Calculates the similarity of 2 string arrays and sorts the seconds one by similarity to first
The similarity is calculated with levenshtein.
- Input Array ['abc', 'ab1', 'ab2']
- Array to compare ['ab2']
You can think this as a list you retrieved coming from a master database, and a list coming from another database, that you want to present.
The correct presentation should be:
abc
ab1
ab2 ab2
as this solver will return {resultArray: ['', '', 'ab2'], resultIndexes: [2]}
- Input Array ['abc', 'ab1', 'ab2']
- Array to compare ['xy2', 'ab5', 'xb1']
This one is harder to sort manually. There are multiple solutions, but the solver will find the best matching sorting.
The correct presentation should be:
abc ab5 -> similarity = 2
ab1 xb1 -> similarity = 2
ab2 xy2 -> similarity = 1
as this solver will return {resultArray: ['ab5', 'xb1', 'xy2'], resultIndexes: [2, 0, 1]}
const SimilarityMatrix = require('similarity-matrix');
var solved = SimilarityMatrix.calculateNewIndex(['abc', 'ab1', 'ab2'], ['ab2']);
console.log(solved.resultIndexes); // => [2]

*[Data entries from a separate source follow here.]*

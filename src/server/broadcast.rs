//! Server broadcast service
//!
//! Facade over the registry and the stream handler: sends server messages to
//! every client and exposes decoded inbound messages and the live count.

use std::sync::Arc;

use tokio::sync::broadcast::{self, error::RecvError};
use tokio::task::JoinHandle;
use tracing::{debug, warn};

use crate::codec;
use crate::error::Result;
use crate::feed::Feed;
use crate::message::{ChatMessage, SERVER_SENDER};
use crate::server::handler::StreamHandler;

pub struct BroadcastService {
    handler: Arc<StreamHandler>,
    messages: Feed<ChatMessage>,
    forwarder: JoinHandle<()>,
}

impl BroadcastService {
    /// Must be called inside a tokio runtime; spawns the decoding task
    pub fn new(handler: Arc<StreamHandler>) -> Self {
        let messages = Feed::default();
        let mut raw = handler.inbound();
        let decoded = messages.clone();

        let forwarder = tokio::spawn(async move {
            loop {
                match raw.recv().await {
                    Ok(wire) => match codec::decode(wire) {
                        Ok(message) => decoded.publish(message),
                        Err(e) => warn!("Discarding undecodable inbound message: {}", e),
                    },
                    Err(RecvError::Lagged(skipped)) => {
                        warn!("Inbound feed lagged, {} messages skipped", skipped);
                    }
                    Err(RecvError::Closed) => break,
                }
            }
        });

        Self {
            handler,
            messages,
            forwarder,
        }
    }

    /// Send `content` from the server to every connected client
    ///
    /// Failed recipients are dropped from the registry; they never fail the call.
    pub async fn broadcast_message(&self, content: &str) -> Result<ChatMessage> {
        let message = ChatMessage::new(content, SERVER_SENDER);
        let delivered = self
            .handler
            .registry()
            .broadcast(&codec::encode(&message), None)
            .await;

        debug!("Server message delivered to {} clients", delivered);
        Ok(message)
    }

    /// Messages received from clients
    pub fn messages(&self) -> broadcast::Receiver<ChatMessage> {
        self.messages.subscribe()
    }

    pub fn connected_count(&self) -> usize {
        self.handler.registry().connected_count()
    }

    pub fn connected_count_changes(&self) -> broadcast::Receiver<usize> {
        self.handler.registry().count_changes()
    }
}

impl Drop for BroadcastService {
    fn drop(&mut self) {
        self.forwarder.abort();
    }
}
//! Client side of the chat core
//!
//! `ConnectionController` and `MessageService` share one `ClientTransport`:
//! the controller opens and closes the stream, the service sends on it and
//! runs the receive loop.

pub mod channel;
pub mod connection;
pub mod messages;
pub mod transport;

pub use channel::{Channel, ChannelOptions, TransportTrust};
pub use connection::ConnectionController;
pub use messages::MessageService;
pub use transport::ClientTransport;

console.log(solved.resultArray); // => ['', '', 'ab2']
The calculation returns an object with 2 arrays.
- resultIndexes: The new indexes of each element. In the example 1 it is returned
[2]
, meaning that the first element in the second array has a new index of2
- resultArray: An array which is already calculated as the modified version of the second array.